Project Member Reported by reillyg@chromium.org, Sep 10

Issue description

Through Finch we can do partial rollouts to measure changes in crash rates and other metrics. Since by design Origin Trial usage is a small percentage of users doing an A/B test would further reduce the size of the population and also frustrate developers because their tokens would only work on a fraction of the population.

This issue tracks adding a flag to crash reports indicating which origin trials have been activated during the browser session in which the crash occurred.

A concrete example of this is for the Shape Detection Origin Trial we would like to be able to measure GPU process crash rates in order to determine if use of this feature has a negative effect on browser stability. Looking for Shape Detection functions in crash stacks are not enough because instability may compound from one call to another.
 
Cc: asvitk...@chromium.org
Status: Available (was: Untriaged)
I wonder if the solution is similar to what we do for synthetic trials, or even if synthetic trials could be a tentative solution for this.

cc-ing asvitkine@ for suggestions.
Cc: cha...@chromium.org iclell...@chromium.org
Also cc-ing some OT folks for suggestions.
I suspect that this would have to be limited to renderer crashes, as any OT-related code in the browser is always enabled, just in case a renderer needs it.

Or would we want to implement a flag in the browser that indicates that some live renderer has an active trial token?
Yes I think only the renderer crashes are relevant. So I suspect any frame in a renderer process which runs and OT will flag the whole process as such? I am not sure if it will be a great help to low-process-count platforms such as Android.
Cc: rsesek@chromium.org
I don't think synthetic trials make sense since they are still browser-wide. For original trials you only want to mark the renderers affected, so I think you'd need a custom mechanism.

+rsesek who can advise on best way to add data to crash uploads nowadays
I very much want to flag the entire browser with the OTs that have been activated in any renderer. My first use case for this is detecting GPU process instability.
Reilly -- trials that have been activated at *any* point since browser startup, or just trials which are currently active in some renderer? (or both?)

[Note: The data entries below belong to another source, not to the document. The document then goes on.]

use sea_orm_migration::prelude::*;

#[async_std::main]
async fn main() {
    cli::run_cli(migration::Migrator).await;
}
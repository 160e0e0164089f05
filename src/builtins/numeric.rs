// ABOUTME: Number postfix methods (`.round`, `.abs`, ...). Grounded on the
// teacher's `builtins/arithmetic.rs` variadic-free-function shape,
// narrowed to single-receiver methods.

use super::arity;
use crate::error::EvalError;
use crate::span::Span;
use crate::value::Value;

pub fn call(n: f64, name: &str, args: &[Value], span: Span) -> Result<Value, EvalError> {
    if !args.is_empty() {
        return Err(arity(name, "0", args.len(), span));
    }
    match name {
        "round" => Ok(Value::Number(n.round())),
        "floor" => Ok(Value::Number(n.floor())),
        "ceil" => Ok(Value::Number(n.ceil())),
        "abs" => Ok(Value::Number(n.abs())),
        "sqrt" => Ok(Value::Number(n.sqrt())),
        "to_string" => Ok(Value::String(Value::Number(n).to_string())),
        other => Err(EvalError::host_error(other, format!("no number method `.{other}`"), span)),
    }
}

#[cfg(test)]
mod tests {
    use super::*;
    use crate::span::Position;

    fn span() -> Span {
        Span::point(Position::start())
    }

    #[test]
    fn round_and_abs() {
        assert_eq!(call(2.6, "round", &[], span()).unwrap(), Value::Number(3.0));
        assert_eq!(call(-4.0, "abs", &[], span()).unwrap(), Value::Number(4.0));
    }
}
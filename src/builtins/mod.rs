// ABOUTME: Postfix-method builtins (`.upper`, `.len`, `.keys`, ...) and
// binary/unary operators, reachable from any pipe value without a host
// round-trip. Dispatch is by receiver variant, arity-checked per method,
// mirroring the teacher's category-per-file builtin modules.

use crate::error::EvalError;
use crate::span::Span;
use crate::value::Value;

pub mod dicts;
pub mod lists;
pub mod numeric;
pub mod ops;
pub mod strings;

/// Dispatches a postfix method call by receiver type. `.?name` existence
/// checks are handled one layer up in eval.rs, which swallows this
/// function's `Err` and returns `Value::Null` instead.
pub fn call_method(value: &Value, name: &str, args: &[Value], span: Span) -> Result<Value, EvalError> {
    match value {
        Value::String(s) => strings::call(s, name, args, span),
        Value::Number(n) => numeric::call(*n, name, args, span),
        Value::List(items) => lists::call(items, name, args, span),
        Value::Dict(dict) => dicts::call(dict, name, args, span),
        Value::Bool(_) | Value::Null | Value::Tuple(_) | Value::Callable(_) => {
            Err(EvalError::host_error(name, format!("no method `{name}` on {}", value.type_name()), span))
        }
    }
}

pub(crate) fn arity(name: &str, expected: &str, actual: usize, span: Span) -> EvalError {
    EvalError::ArityMismatch { name: name.to_string(), expected: expected.to_string(), actual, span }
}

pub(crate) fn expect_string<'a>(value: &'a Value, span: Span) -> Result<&'a str, EvalError> {
    match value {
        Value::String(s) => Ok(s),
        other => Err(EvalError::type_mismatch("string", other.type_name(), span)),
    }
}

pub(crate) fn expect_number(value: &Value, span: Span) -> Result<f64, EvalError> {
    match value {
        Value::Number(n) => Ok(*n),
        other => Err(EvalError::type_mismatch("number", other.type_name(), span)),
    }
}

Trials that have been activated in any renderer at any point since browser startup.
asvitkine@: Given comment #8 should introducing "a" synthetic trial for all OTs suffice (or maybe I am missing something here). I remember we used synthetic trials for a similar purpose when running a finch trial for OOPIf-based GuestViews.
Given that trials come and go, and there may be two or more stability-affecting trials active at the same time, we might need to track them separately, in a bitfield in the browser, and then actually report them as as set of strings to the crash uploader.
Yes, in general I agree it does sound better to have a (separate?) pathway for OT and make it future-proof as well (by including all OTs, and more).